What is required:
Where a line below includes the word "Ordering", copy that line.

Stored items
== Segment start ==

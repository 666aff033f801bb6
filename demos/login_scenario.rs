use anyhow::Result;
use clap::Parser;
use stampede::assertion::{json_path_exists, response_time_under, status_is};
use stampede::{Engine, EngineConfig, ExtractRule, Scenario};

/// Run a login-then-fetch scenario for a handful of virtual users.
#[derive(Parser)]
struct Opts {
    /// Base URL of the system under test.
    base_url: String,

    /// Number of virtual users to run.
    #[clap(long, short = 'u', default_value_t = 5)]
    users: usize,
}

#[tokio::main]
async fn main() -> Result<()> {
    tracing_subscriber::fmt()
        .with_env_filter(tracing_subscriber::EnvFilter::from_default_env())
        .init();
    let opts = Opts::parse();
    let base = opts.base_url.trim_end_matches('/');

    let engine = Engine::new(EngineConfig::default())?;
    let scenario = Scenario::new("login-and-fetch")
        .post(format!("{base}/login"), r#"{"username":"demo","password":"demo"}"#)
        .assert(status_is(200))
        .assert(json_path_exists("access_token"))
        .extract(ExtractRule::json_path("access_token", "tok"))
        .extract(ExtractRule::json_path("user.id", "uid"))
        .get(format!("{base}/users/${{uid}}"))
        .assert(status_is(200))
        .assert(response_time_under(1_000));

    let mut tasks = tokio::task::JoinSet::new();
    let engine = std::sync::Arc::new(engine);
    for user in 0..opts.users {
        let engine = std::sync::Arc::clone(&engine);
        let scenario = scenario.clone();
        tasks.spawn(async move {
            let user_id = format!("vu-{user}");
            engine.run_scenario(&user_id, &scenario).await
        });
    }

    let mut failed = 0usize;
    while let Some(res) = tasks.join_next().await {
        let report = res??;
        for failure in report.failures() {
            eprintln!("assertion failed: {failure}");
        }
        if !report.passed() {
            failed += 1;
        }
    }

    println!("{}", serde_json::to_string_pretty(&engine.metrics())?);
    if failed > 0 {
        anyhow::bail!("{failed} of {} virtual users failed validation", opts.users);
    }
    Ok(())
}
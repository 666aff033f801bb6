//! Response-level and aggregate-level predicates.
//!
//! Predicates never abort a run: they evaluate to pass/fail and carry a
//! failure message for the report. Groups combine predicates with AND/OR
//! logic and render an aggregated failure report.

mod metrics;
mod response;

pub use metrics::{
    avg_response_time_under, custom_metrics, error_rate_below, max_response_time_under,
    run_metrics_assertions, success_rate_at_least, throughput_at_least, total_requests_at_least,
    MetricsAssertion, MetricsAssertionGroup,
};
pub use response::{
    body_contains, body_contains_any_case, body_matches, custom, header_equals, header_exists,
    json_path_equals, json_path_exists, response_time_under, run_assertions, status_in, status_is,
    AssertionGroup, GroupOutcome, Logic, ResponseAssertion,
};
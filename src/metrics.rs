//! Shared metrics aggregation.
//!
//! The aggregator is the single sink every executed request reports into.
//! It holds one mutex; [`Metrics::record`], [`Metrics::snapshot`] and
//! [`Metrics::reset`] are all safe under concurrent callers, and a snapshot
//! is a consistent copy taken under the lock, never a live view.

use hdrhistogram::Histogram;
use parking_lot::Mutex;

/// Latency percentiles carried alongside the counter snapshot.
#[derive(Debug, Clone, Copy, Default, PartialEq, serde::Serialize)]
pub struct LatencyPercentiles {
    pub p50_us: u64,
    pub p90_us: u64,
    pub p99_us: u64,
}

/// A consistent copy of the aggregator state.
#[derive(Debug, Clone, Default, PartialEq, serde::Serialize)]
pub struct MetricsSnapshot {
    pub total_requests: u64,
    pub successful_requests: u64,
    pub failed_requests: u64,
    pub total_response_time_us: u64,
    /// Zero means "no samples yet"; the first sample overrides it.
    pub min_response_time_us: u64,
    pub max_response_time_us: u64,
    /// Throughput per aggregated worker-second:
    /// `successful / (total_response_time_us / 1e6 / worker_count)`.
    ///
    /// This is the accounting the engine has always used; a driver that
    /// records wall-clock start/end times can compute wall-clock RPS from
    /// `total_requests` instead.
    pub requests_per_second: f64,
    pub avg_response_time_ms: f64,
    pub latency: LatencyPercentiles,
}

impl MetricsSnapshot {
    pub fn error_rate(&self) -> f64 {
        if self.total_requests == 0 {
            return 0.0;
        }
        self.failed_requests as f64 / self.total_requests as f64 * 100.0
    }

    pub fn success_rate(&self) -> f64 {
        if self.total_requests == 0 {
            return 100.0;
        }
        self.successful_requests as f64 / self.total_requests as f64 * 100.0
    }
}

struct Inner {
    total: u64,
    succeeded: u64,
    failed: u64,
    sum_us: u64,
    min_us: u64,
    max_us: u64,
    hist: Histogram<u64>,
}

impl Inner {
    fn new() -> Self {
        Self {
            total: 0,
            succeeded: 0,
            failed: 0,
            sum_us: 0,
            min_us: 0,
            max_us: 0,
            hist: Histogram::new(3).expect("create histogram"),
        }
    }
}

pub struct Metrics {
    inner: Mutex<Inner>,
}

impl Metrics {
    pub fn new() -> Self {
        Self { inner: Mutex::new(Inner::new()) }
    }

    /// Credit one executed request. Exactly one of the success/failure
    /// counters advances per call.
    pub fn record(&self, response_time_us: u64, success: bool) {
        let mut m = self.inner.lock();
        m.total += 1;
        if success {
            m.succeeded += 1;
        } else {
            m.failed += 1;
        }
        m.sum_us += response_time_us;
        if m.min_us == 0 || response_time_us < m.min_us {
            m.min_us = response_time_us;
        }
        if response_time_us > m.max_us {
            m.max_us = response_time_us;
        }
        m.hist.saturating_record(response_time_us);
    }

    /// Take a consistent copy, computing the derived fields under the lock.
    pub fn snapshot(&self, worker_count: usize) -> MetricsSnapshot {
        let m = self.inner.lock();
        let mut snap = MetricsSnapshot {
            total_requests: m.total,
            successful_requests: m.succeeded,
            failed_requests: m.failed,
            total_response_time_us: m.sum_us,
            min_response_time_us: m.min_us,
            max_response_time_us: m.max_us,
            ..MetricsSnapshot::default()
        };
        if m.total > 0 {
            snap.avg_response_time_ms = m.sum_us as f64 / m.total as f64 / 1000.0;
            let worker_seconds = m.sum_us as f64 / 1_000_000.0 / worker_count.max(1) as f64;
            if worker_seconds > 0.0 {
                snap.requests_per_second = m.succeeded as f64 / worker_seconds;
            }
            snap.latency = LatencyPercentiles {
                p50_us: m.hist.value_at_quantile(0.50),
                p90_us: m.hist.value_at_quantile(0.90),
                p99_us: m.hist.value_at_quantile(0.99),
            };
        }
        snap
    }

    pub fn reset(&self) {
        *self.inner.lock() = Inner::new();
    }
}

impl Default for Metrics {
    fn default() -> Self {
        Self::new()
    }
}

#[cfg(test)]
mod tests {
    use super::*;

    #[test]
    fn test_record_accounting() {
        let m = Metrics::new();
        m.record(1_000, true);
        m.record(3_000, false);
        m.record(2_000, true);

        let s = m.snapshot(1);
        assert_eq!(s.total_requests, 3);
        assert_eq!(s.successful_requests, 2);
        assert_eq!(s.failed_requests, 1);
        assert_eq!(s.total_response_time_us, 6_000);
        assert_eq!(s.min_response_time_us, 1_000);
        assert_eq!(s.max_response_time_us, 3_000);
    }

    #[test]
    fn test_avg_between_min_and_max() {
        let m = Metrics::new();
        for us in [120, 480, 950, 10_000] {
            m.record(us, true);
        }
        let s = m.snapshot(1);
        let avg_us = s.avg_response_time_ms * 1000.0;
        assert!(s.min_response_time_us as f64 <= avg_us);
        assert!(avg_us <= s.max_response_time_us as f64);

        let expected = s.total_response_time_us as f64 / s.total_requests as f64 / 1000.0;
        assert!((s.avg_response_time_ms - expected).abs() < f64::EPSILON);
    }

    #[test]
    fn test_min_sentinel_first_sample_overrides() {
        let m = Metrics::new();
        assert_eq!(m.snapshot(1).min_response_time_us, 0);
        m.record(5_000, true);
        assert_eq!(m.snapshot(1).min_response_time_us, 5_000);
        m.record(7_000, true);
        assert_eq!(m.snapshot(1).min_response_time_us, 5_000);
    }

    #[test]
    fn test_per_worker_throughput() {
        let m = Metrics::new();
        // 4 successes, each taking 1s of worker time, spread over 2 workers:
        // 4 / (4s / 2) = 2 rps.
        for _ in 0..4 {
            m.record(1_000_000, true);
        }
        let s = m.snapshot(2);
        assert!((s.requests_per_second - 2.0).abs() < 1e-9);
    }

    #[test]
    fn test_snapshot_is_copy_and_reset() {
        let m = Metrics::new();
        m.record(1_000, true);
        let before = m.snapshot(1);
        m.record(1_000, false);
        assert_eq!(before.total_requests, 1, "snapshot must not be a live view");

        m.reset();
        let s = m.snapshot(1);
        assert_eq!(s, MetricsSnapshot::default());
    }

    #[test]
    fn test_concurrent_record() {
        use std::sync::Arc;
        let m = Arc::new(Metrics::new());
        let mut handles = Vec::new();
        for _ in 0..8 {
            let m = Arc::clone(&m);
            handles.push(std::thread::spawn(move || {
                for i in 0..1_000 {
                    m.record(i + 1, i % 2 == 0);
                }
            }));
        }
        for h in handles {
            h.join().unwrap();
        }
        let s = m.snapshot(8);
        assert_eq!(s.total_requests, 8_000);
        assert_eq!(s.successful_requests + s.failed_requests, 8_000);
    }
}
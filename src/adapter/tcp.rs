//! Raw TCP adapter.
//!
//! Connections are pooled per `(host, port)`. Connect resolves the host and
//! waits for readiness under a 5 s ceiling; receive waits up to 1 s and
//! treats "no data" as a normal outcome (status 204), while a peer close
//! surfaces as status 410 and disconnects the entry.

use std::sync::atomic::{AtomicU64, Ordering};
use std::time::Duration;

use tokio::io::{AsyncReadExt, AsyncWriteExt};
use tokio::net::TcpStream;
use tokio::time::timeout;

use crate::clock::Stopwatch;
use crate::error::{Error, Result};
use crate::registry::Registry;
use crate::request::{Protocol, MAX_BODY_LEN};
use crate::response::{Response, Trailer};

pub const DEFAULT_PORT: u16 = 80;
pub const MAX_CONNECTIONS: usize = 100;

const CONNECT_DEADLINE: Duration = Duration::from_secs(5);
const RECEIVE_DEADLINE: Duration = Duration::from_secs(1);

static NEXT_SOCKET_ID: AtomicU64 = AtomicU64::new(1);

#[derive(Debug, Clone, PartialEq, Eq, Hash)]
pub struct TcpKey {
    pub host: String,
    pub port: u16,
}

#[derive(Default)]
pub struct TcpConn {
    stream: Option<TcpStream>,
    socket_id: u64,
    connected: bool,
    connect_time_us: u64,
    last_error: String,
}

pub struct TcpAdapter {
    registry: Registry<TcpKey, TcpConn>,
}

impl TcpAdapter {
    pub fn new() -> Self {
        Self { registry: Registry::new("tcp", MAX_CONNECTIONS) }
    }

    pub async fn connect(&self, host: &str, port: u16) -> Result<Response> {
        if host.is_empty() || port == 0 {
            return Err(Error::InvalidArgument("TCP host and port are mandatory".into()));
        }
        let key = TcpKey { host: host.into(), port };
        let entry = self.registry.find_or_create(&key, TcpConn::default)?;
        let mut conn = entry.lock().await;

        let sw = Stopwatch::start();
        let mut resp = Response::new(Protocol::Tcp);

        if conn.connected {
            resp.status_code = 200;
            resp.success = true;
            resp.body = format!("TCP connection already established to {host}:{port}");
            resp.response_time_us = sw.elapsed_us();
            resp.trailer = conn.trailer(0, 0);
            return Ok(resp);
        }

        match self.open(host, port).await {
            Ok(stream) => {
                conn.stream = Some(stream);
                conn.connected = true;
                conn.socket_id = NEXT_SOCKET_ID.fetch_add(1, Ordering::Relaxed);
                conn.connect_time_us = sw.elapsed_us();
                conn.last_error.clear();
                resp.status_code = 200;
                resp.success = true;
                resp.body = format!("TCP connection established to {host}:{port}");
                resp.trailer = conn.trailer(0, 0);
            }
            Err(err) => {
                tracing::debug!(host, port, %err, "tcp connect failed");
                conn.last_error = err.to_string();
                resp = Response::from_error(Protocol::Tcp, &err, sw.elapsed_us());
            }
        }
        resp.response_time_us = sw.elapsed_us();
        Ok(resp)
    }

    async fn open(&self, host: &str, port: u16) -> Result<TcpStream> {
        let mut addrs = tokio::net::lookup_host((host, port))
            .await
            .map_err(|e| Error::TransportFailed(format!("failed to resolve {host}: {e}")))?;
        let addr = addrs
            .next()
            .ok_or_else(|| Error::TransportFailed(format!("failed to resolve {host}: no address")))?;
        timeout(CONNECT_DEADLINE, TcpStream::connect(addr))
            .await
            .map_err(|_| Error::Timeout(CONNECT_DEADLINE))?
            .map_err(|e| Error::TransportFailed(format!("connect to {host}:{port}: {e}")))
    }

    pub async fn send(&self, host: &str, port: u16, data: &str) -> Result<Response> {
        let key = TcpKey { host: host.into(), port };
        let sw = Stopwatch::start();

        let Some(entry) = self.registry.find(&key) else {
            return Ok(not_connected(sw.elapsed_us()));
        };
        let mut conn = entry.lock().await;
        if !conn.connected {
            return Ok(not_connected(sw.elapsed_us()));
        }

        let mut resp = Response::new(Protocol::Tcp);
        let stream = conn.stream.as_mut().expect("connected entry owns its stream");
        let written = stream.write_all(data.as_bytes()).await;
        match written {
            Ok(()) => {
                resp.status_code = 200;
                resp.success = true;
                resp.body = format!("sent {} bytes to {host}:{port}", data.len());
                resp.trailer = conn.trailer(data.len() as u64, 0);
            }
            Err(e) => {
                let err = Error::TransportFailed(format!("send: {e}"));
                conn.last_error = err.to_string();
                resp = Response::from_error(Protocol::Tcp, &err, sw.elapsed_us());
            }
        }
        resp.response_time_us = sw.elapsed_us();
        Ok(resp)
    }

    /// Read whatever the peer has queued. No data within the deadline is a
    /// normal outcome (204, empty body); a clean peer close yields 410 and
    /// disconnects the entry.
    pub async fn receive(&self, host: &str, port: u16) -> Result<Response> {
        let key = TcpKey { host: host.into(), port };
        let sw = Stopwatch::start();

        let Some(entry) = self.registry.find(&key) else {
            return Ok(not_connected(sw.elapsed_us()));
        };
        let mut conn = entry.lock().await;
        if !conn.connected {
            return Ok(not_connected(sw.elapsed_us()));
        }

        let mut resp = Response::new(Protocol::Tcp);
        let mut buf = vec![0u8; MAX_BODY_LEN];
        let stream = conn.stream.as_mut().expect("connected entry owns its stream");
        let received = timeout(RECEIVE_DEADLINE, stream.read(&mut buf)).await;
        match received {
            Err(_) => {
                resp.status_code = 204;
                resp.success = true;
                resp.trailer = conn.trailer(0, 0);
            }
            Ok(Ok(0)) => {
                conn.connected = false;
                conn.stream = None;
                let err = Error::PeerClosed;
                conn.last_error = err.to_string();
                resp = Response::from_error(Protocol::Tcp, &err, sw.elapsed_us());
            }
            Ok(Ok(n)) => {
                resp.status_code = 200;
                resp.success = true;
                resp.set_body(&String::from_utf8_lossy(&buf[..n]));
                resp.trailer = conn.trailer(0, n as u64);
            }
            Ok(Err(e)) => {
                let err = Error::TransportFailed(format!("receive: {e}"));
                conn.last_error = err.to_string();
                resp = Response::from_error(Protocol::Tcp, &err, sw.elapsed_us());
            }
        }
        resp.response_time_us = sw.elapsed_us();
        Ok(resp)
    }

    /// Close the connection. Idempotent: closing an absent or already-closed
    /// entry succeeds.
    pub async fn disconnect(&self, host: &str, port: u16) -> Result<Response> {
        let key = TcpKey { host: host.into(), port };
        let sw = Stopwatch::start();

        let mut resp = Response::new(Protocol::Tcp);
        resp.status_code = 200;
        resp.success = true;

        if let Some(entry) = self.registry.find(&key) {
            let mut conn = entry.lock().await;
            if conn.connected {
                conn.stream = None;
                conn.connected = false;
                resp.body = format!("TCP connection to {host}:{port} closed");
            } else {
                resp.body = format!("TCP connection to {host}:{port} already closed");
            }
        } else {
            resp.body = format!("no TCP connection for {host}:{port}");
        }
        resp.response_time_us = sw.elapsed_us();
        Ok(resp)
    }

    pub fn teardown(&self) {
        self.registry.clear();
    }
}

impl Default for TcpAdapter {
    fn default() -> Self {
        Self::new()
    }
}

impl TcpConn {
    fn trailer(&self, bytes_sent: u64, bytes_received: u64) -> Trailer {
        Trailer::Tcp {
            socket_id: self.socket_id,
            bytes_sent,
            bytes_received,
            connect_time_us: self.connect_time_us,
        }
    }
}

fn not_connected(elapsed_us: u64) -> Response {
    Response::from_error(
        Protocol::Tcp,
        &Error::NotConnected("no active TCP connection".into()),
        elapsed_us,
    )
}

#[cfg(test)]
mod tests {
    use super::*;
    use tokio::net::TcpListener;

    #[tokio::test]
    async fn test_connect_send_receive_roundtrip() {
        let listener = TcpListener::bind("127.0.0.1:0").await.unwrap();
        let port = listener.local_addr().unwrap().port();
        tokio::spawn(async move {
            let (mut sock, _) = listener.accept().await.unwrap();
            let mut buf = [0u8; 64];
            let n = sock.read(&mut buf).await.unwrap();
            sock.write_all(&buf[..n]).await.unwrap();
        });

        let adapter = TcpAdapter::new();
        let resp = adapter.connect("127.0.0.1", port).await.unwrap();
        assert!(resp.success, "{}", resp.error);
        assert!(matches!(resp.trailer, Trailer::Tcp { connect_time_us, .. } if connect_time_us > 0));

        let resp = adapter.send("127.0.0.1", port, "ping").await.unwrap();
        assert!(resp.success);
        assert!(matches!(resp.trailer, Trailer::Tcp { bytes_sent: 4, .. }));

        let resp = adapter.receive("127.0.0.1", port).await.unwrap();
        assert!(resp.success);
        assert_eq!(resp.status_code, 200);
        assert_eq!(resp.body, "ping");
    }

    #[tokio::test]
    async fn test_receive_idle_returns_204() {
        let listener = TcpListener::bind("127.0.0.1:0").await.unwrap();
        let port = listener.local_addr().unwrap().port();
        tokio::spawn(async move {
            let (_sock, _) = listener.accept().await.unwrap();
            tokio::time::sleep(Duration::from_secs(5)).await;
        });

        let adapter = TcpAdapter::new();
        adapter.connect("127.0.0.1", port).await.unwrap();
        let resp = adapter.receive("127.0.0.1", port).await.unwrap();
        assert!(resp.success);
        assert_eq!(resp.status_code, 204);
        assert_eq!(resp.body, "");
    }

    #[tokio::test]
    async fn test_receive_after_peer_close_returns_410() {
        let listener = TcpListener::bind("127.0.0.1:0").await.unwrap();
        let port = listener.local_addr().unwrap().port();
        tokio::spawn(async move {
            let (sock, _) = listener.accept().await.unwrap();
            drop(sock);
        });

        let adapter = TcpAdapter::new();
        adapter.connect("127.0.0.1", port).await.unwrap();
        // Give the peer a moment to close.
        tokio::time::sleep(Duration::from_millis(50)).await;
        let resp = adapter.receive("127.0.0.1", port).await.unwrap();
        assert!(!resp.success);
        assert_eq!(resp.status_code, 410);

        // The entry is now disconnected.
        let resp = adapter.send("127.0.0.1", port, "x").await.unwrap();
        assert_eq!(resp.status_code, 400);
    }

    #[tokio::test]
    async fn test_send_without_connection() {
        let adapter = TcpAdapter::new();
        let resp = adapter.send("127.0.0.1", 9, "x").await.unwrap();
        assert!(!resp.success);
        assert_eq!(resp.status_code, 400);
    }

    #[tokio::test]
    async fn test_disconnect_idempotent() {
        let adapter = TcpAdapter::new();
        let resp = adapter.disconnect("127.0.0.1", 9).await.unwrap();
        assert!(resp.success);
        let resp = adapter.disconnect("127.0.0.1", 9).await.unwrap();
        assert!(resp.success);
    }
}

== Segment end ==

Written solution:
use std::sync::atomic::{AtomicU64, Ordering};
                conn.socket_id = NEXT_SOCKET_ID.fetch_add(1, Ordering::Relaxed);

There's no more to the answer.